Begin with the line in which "let mut packets = Vec::new();" appears and end with the final line of the entries. Retype each one exactly and add nothing.

Dataset entries
= = = =

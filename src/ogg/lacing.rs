// OGG lacing (segment table) encoding
//
// A packet of length L is laced as L / 255 segments of value 255 followed by
// one terminating segment holding L % 255. A segment of 255 means the packet
// continues, so the terminator is always written, including a 0 when L is a
// multiple of 255 (and for empty packets).

/// Number of lacing values needed for a packet of `payload_len` bytes
pub fn segment_header_len(payload_len: usize) -> usize {
    payload_len / 255 + 1
}

/// Write the lacing values for one packet into `dest`, returning how many
/// bytes were written.
///
/// `dest` must hold at least `segment_header_len(payload_len)` bytes.
pub fn write_segments(dest: &mut [u8], payload_len: usize) -> usize {
    let mut remaining = payload_len;
    let mut idx = 0;
    while remaining >= 255 {
        dest[idx] = 255;
        remaining -= 255;
        idx += 1;
    }
    dest[idx] = remaining as u8;
    idx + 1
}

/// Build the lacing values for a packet as an owned table
pub fn lacing_values(payload_len: usize) -> Vec<u8> {
    let mut table = vec![0u8; segment_header_len(payload_len)];
    write_segments(&mut table, payload_len);
    table
}

/// Split a segment table back into packet lengths.
///
/// A trailing run of 255 values without a terminator is an error carrying
/// the length of that unfinished packet.
pub fn packet_lengths(table: &[u8]) -> Result<Vec<usize>, usize> {
    let mut packets = Vec::new();
    let mut current = 0usize;
    for &value in table {
        current += value as usize;
        if value < 255 {
            packets.push(current);
            current = 0;
        }
    }
    if current != 0 {
        return Err(current);
    }
    Ok(packets)
}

= = = =

■ TASK SOLUTION:
    let mut packets = Vec::new();
    let mut current = 0usize;
    for &value in table {
        current += value as usize;
        if value < 255 {
            packets.push(current);
            current = 0;
        }
    }
    if current != 0 {
        return Err(current);
    }
    Ok(packets)
}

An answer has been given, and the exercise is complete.